_Material for the task_
####################

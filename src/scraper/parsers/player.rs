//! Player attribute parser for Tennis Abstract profile pages.
//!
//! The profile page does not render its attributes as markup. They are
//! embedded in an inline script as `var <name> = <value>;` assignments,
//! so the parser finds that script and runs one pattern per field over it.

use std::collections::BTreeMap;
use std::sync::LazyLock;

use regex::Regex;
use scraper::{Html, Selector};

/// Token that identifies the script block carrying the player variables
pub const PLAYER_SCRIPT_MARKER: &str = "var fullname";

/// Player attribute fields, in output column order
#[derive(Debug, Clone, Copy, PartialEq, Eq, PartialOrd, Ord, Hash)]
pub enum PlayerField {
    FullName,
    CurrentRank,
    PeakRank,
    DateOfBirth,
    Height,
    Country,
    EloRating,
}

impl PlayerField {
    /// Script variable name, also used as the CSV column name
    pub fn key(&self) -> &'static str {
        match self {
            PlayerField::FullName => "fullname",
            PlayerField::CurrentRank => "currentrank",
            PlayerField::PeakRank => "peakrank",
            PlayerField::DateOfBirth => "dob",
            PlayerField::Height => "ht",
            PlayerField::Country => "country",
            PlayerField::EloRating => "elo_rating",
        }
    }
}

/// Shape of the right-hand side of a `var` assignment
#[derive(Debug, Clone, Copy, PartialEq, Eq)]
pub enum ValueShape {
    /// `'anything'`, up to the first `';`
    Quoted,
    /// `1234`
    Digits,
    /// `'1234'`
    QuotedDigits,
}

impl ValueShape {
    fn capture(&self) -> &'static str {
        match self {
            ValueShape::Quoted => r"'(.*?)'",
            ValueShape::Digits => r"(\d+)",
            ValueShape::QuotedDigits => r"'(\d+)'",
        }
    }
}

/// Every field and the value shape the page uses for it
pub const FIELD_PATTERNS: [(PlayerField, ValueShape); 7] = [
    (PlayerField::FullName, ValueShape::Quoted),
    (PlayerField::CurrentRank, ValueShape::Digits),
    (PlayerField::PeakRank, ValueShape::Digits),
    (PlayerField::DateOfBirth, ValueShape::Digits),
    (PlayerField::Height, ValueShape::Digits),
    (PlayerField::Country, ValueShape::Quoted),
    (PlayerField::EloRating, ValueShape::QuotedDigits),
];

static FIELD_REGEXES: LazyLock<Vec<(PlayerField, Regex)>> = LazyLock::new(|| {
    FIELD_PATTERNS
        .iter()
        .map(|(field, shape)| {
            let pattern = format!(
                r"var {} = {};",
                regex::escape(field.key()),
                shape.capture()
            );
            let re = Regex::new(&pattern).expect("field patterns are valid regexes");
            (*field, re)
        })
        .collect()
});

/// Raw player attributes as captured from the page script
#[derive(Debug, Clone, Default, PartialEq, Eq)]
pub struct PlayerAttributes {
    fields: BTreeMap<PlayerField, String>,
}

impl PlayerAttributes {
    pub fn get(&self, field: PlayerField) -> Option<&str> {
        self.fields.get(&field).map(String::as_str)
    }

    pub fn len(&self) -> usize {
        self.fields.len()
    }

    pub fn is_empty(&self) -> bool {
        self.fields.is_empty()
    }

    pub fn iter(&self) -> impl Iterator<Item = (PlayerField, &str)> {
        self.fields.iter().map(|(field, value)| (*field, value.as_str()))
    }

    /// Column names of the captured fields
    pub fn headers(&self) -> Vec<&'static str> {
        self.fields.keys().map(PlayerField::key).collect()
    }

    /// Captured values, aligned with [`headers`](Self::headers)
    pub fn values(&self) -> Vec<&str> {
        self.fields.values().map(String::as_str).collect()
    }

    /// Player name for status messages
    pub fn display_name(&self) -> &str {
        self.get(PlayerField::FullName).unwrap_or("Unknown")
    }
}

/// Parser for the player attribute script
pub struct PlayerParser;

impl PlayerParser {
    /// Parse player attributes from a rendered page.
    ///
    /// Returns `None` when no script block carries the player variables.
    pub fn parse_document(document: &Html) -> Option<PlayerAttributes> {
        Self::find_player_script(document).map(|script| Self::parse_script(&script))
    }

    /// Text of the first inline script containing [`PLAYER_SCRIPT_MARKER`]
    pub fn find_player_script(document: &Html) -> Option<String> {
        let selector = Selector::parse("script").ok()?;

        document
            .select(&selector)
            .map(|script| script.text().collect::<String>())
            .find(|text| text.contains(PLAYER_SCRIPT_MARKER))
    }

    /// Apply every field pattern to the script text.
    ///
    /// Fields are matched independently; a missing assignment just leaves
    /// the field out.
    pub fn parse_script(script: &str) -> PlayerAttributes {
        let fields = FIELD_REGEXES
            .iter()
            .filter_map(|(field, re)| {
                re.captures(script)
                    .map(|caps| (*field, caps[1].to_string()))
            })
            .collect();

        PlayerAttributes { fields }
    }
}

#[cfg(test)]
mod tests {
    use super::*;

    fn parse(html: &str) -> Option<PlayerAttributes> {
        PlayerParser::parse_document(&Html::parse_document(html))
    }

    const SAMPLE_HTML: &str = r#"<!DOCTYPE html>
<html>
<head>
<script src="/jquery.js"></script>
<script>var unrelated = 1;</script>
<script>
var fullname = 'Novak Djokovic';
var lastname = 'Djokovic';
var currentrank = 4;
var peakrank = 1;
var dob = 19870522;
var ht = 188;
var hand = 'R';
var country = 'SRB';
var elo_rating = '2150';
</script>
</head>
<body><h1>Player</h1></body>
</html>"#;

    #[test]
    fn test_parse_all_fields() {
        let attrs = parse(SAMPLE_HTML).unwrap();

        assert_eq!(attrs.len(), 7);
        assert_eq!(attrs.get(PlayerField::FullName), Some("Novak Djokovic"));
        assert_eq!(attrs.get(PlayerField::CurrentRank), Some("4"));
        assert_eq!(attrs.get(PlayerField::PeakRank), Some("1"));
        assert_eq!(attrs.get(PlayerField::DateOfBirth), Some("19870522"));
        assert_eq!(attrs.get(PlayerField::Height), Some("188"));
        assert_eq!(attrs.get(PlayerField::Country), Some("SRB"));
        assert_eq!(attrs.get(PlayerField::EloRating), Some("2150"));
    }

    #[test]
    fn test_headers_follow_field_order() {
        let attrs = parse(SAMPLE_HTML).unwrap();
        assert_eq!(
            attrs.headers(),
            vec!["fullname", "currentrank", "peakrank", "dob", "ht", "country", "elo_rating"]
        );
        assert_eq!(attrs.values()[0], "Novak Djokovic");
    }

    #[test]
    fn test_partial_script() {
        let attrs = PlayerParser::parse_script("var fullname = 'John Smith'; var currentrank = 12;");

        let collected: Vec<_> = attrs.iter().collect();
        assert_eq!(
            collected,
            vec![
                (PlayerField::FullName, "John Smith"),
                (PlayerField::CurrentRank, "12"),
            ]
        );
    }

    #[test]
    fn test_missing_field_does_not_affect_others() {
        let script = "var fullname = 'Jane Doe'; var peakrank = 3; var country = 'USA';";
        let attrs = PlayerParser::parse_script(script);

        assert_eq!(attrs.len(), 3);
        assert_eq!(attrs.get(PlayerField::CurrentRank), None);
        assert_eq!(attrs.get(PlayerField::EloRating), None);
        assert_eq!(attrs.get(PlayerField::Country), Some("USA"));
    }

    #[test]
    fn test_value_shape_mismatch_is_omitted() {
        // Rank quoted, rating bare: neither matches its declared shape
        let script = "var fullname = 'A B'; var currentrank = '12'; var elo_rating = 2000;";
        let attrs = PlayerParser::parse_script(script);

        assert_eq!(attrs.get(PlayerField::CurrentRank), None);
        assert_eq!(attrs.get(PlayerField::EloRating), None);
        assert_eq!(attrs.len(), 1);
    }

    #[test]
    fn test_quoted_value_kept_raw() {
        let attrs = PlayerParser::parse_script(r"var fullname = 'Jo-Wilfried Tsonga &amp; co';");
        assert_eq!(
            attrs.get(PlayerField::FullName),
            Some("Jo-Wilfried Tsonga &amp; co")
        );
    }

    #[test]
    fn test_no_marker_returns_none() {
        let html = "<html><head><script>var currentrank = 5;</script></head></html>";
        assert!(parse(html).is_none());
        assert!(parse("<html></html>").is_none());
    }

    #[test]
    fn test_display_name() {
        let attrs = PlayerParser::parse_script("var fullname = 'John Smith';");
        assert_eq!(attrs.display_name(), "John Smith");

        let attrs = PlayerParser::parse_script("var currentrank = 12;");
        assert_eq!(attrs.display_name(), "Unknown");
    }

    #[test]
    fn test_parse_is_idempotent() {
        assert_eq!(parse(SAMPLE_HTML), parse(SAMPLE_HTML));
    }
}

####################

_What you have to do_
For the string "John", show each line of the listing where it appears.

_Completed exercise_
        let attrs = PlayerParser::parse_script("var fullname = 'John Smith'; var currentrank = 12;");
                (PlayerField::FullName, "John Smith"),
        let attrs = PlayerParser::parse_script("var fullname = 'John Smith';");
        assert_eq!(attrs.display_name(), "John Smith");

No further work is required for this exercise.